Но сначала из Венеции Казанова приехал в Вену. К этому моменту он был беден как церковная мышь и имел не самую лучшую репутацию. Вернее, репутация у него была — хуже некуда. В австрийской столице он помыкался какое-то время, пока не устроился секретарем к венецианскому послу Виченцо Фоскарини, который просто пожалел своего оказавшегося на дне соотечественника. Добрейшей души человек! Благодаря ему жизнь Казановы, казалось, вновь стала налаживаться, ведь он снова начал ходить на балы и появляться в приличном обществе. Однако благородный господин Фоскарини вскоре умер от подагры, и Казанова вновь остался не у дел. И вот тогда-то о его существовании и узнал некий молодой и очень богатый граф. Это был ЙозефКарл-Иммануил фон Вальдштайн, конюший короля.

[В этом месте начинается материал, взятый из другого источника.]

use std::path::PathBuf;
use std::sync::Arc;

use anyhow::{Context, Result};
use clap::Parser;
use homedir::my_home;
use indicatif::{ProgressBar, ProgressStyle};
use rand::rngs::StdRng;
use rand::SeedableRng;
use serde::Serialize;
use tracing_subscriber::EnvFilter;

mod catalog;
mod cli;
mod config;
mod recommend;
mod semantic;
#[cfg(test)]
mod tests;

use catalog::{BrowseQuery, Catalog};
use cli::Command;
use config::Config;
use recommend::{Engine, QueryRequest, SimilarRequest};
use semantic::builder::{build_embeddings, build_query_index, load_embeddings};
use semantic::{EmbeddingModel, MatrixStorage, TextEncoder};

const BASE_PATH_ENV: &str = "SHELFWISE_BASE_PATH";

fn main() -> Result<()> {
    tracing_subscriber::fmt()
        .with_env_filter(
            EnvFilter::try_from_default_env().unwrap_or_else(|_| EnvFilter::new("info")),
        )
        .with_writer(std::io::stderr)
        .init();

    let args = cli::Args::parse();

    let base_path = match args.base_path {
        Some(base_path) => base_path,
        None => default_base_path()?,
    };
    let config = Config::load_with(&base_path)?;

    match args.command {
        Command::Similar {
            title,
            exclude_series,
            exclude_author,
            top_n,
            seed,
            pool,
        } => {
            let engine = Engine::open(&config, None)?;
            let request = SimilarRequest {
                title,
                exclude_series,
                exclude_author,
                top_n: top_n.unwrap_or(config.recommend.default_top_n),
            };

            if pool {
                match engine.similar_pool(&request) {
                    Ok(candidates) => print_json(&candidates),
                    Err(err) => print_json(&recommend::Recommendation::from(err)),
                }
            } else {
                let rec = match seed {
                    Some(seed) => {
                        engine.recommend_similar_with(&request, &mut StdRng::seed_from_u64(seed))
                    }
                    None => engine.recommend_similar(
                        &request.title,
                        request.exclude_series,
                        request.exclude_author,
                        request.top_n,
                    ),
                };
                print_json(&rec)
            }
        }

        Command::Search {
            query,
            language,
            min_rating,
            top_n,
            seed,
            pool,
        } => {
            let engine = Engine::open(&config, load_encoder(&config))?;
            let request = QueryRequest {
                query,
                language,
                min_rating,
                top_n: top_n.unwrap_or(config.recommend.default_top_n),
            };

            if pool {
                match engine.query_pool(&request) {
                    Ok(candidates) => print_json(&candidates),
                    Err(err) => print_json(&recommend::Recommendation::from(err)),
                }
            } else {
                let rec = match seed {
                    Some(seed) => {
                        engine.recommend_by_query_with(&request, &mut StdRng::seed_from_u64(seed))
                    }
                    None => engine.recommend_by_query(
                        &request.query,
                        request.language.as_deref(),
                        request.min_rating,
                        request.top_n,
                    ),
                };
                print_json(&rec)
            }
        }

        Command::Browse {
            title,
            author,
            genres,
            language,
            order,
            page,
            page_size,
        } => {
            let catalog = Catalog::load_csv(config.catalog_path())?;
            let query = BrowseQuery {
                title,
                author,
                genres,
                language,
                order,
                page,
                page_size,
            };
            print_json(&catalog.browse(&query))
        }

        Command::Titles { fragment, limit } => {
            let catalog = Catalog::load_csv(config.catalog_path())?;
            print_json(&catalog.suggest_titles(&fragment, limit))
        }

        Command::Languages => {
            let catalog = Catalog::load_csv(config.catalog_path())?;
            print_json(&catalog.languages())
        }

        Command::Genres => {
            let catalog = Catalog::load_csv(config.catalog_path())?;
            print_json(&catalog.genres())
        }

        Command::Status => {
            let engine = Engine::open(&config, load_encoder(&config))?;
            print_json(&engine.status())
        }

        Command::BuildIndex { reuse_embeddings } => build_index(&config, reuse_embeddings),
    }
}

fn default_base_path() -> Result<PathBuf> {
    if let Ok(base_path) = std::env::var(BASE_PATH_ENV) {
        return Ok(PathBuf::from(base_path));
    }

    let home = my_home()
        .context("could not determine home directory")?
        .context("home directory path is empty")?;
    Ok(home.join(".local/share/shelfwise"))
}

fn print_json<T: Serialize + ?Sized>(value: &T) -> Result<()> {
    println!("{}", serde_json::to_string_pretty(value)?);
    Ok(())
}

fn open_encoder(config: &Config) -> Result<EmbeddingModel> {
    let sem = &config.semantic_search;
    let model = EmbeddingModel::new(
        &sem.model,
        config.model_cache_dir(),
        Some(sem.download_timeout()),
    )?;
    Ok(model)
}

/// The configured encoder, or `None` (logged) when it cannot be loaded.
fn load_encoder(config: &Config) -> Option<Arc<dyn TextEncoder>> {
    match open_encoder(config) {
        Ok(model) => Some(Arc::new(model)),
        Err(e) => {
            log::error!("Failed to load embedding model: {e}");
            None
        }
    }
}

#[derive(Serialize)]
struct BuildSummary {
    books: usize,
    dimensions: usize,
    model: String,
    embeddings_path: PathBuf,
    query_index_path: PathBuf,
}

fn build_index(config: &Config, reuse_embeddings: bool) -> Result<()> {
    let catalog = Catalog::load_csv(config.catalog_path())?;
    if catalog.is_empty() {
        anyhow::bail!("{} has no books to index", config.catalog_path().display());
    }
    let embeddings_storage = MatrixStorage::new(config.embeddings_path());
    let index_storage = MatrixStorage::new(config.query_index_path());

    let (embeddings, model) = if reuse_embeddings {
        let embeddings = load_embeddings(&catalog, &embeddings_storage).with_context(|| {
            format!(
                "failed to reuse embeddings from {}",
                embeddings_storage.path().display()
            )
        })?;
        (embeddings, config.semantic_search.model.clone())
    } else {
        let encoder = open_encoder(config)?;

        let progress = ProgressBar::new(catalog.len() as u64);
        progress.set_style(
            ProgressStyle::with_template("{bar:40} {pos}/{len} books ({eta})")?,
        );

        let embeddings = build_embeddings(
            &encoder,
            &catalog,
            config.semantic_search.max_content_length,
            &embeddings_storage,
            &progress,
        )?;
        (embeddings, encoder.name().to_string())
    };

    let index = build_query_index(&embeddings, &index_storage)?;
    log::info!(
        "Wrote query index for {} books to {}",
        index.len(),
        index_storage.path().display()
    );

    print_json(&BuildSummary {
        books: catalog.len(),
        dimensions: index.dimensions(),
        model,
        embeddings_path: embeddings_storage.path().to_path_buf(),
        query_index_path: index_storage.path().to_path_buf(),
    })
}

Граф посочувствовал «герою вчерашних дней» и предложил Казанове… Впрочем, а что он еще мог предложить такому человеку? Это было не Бог весть что — пост обычного библиотекаря в богемском замке графа, который тогда назывался Дукс. Зато с окладом в тысячу гульденов в год, коляской и обслуживанием.
Произошло это в сентябре 1785 года, когда Казанове уже было шестьдесят. По нынешним меркам, не возраст, но в XVIII веке он уже считался стариком, к тому же — изрядно потрепанным жизнью.
Казанова, оставшийся совсем без денег и не имевший никаких других вариантов, не мог не согласиться с этим не самым завидным предложением. Так он стал библиотекарем, и в этом качестве он и провел в заброшенном в далекой провинции замке Дукс четырнадцать последних лет своего пребывания на этом свете.
Впрочем, библиотека была достойна уважения. Она насчитывала сорок тысяч томов, да и сам замок Дукс был по-настоящему роскошен. Но шестидесятилетний Казанова, проживший десяток жизней, лихой авантюрист и романтик с придворными манерами, явно не подходил к этой своей новой должности.
Биограф Казановы Герман Кестен пишет:
«Он был похож на заколдованное существо из сказки, на того воскресшего героя, который раз в неделю, в месяц, в год становится принцем, но выглядит чудовищем. Колдовство начиналось, когда Вальдштайн был в замке, тогда для пиров, охоты и салонных разговоров в замок собирались князья, графы, музыканты, литераторы, иностранцы. Тогда старый авантюрист блистал, почти шести футов ростом, костистый итальянец с широкими жестами, длинной шпагой, поддельными украшениями, элегантными манерами Тальми, навсегда пропавшей в мире любезностью и французской придворной речью, в одеждах с истлевшей элегантностью, с умом, лучащимся, как и у большинства посетителей, с остроумием, равным остроумию лучших гостей, например, дяди Вальдштайна, блистательного князя Шарля де Линя, который принадлежал к умнейшим людям и писателям этого остроумного столетия».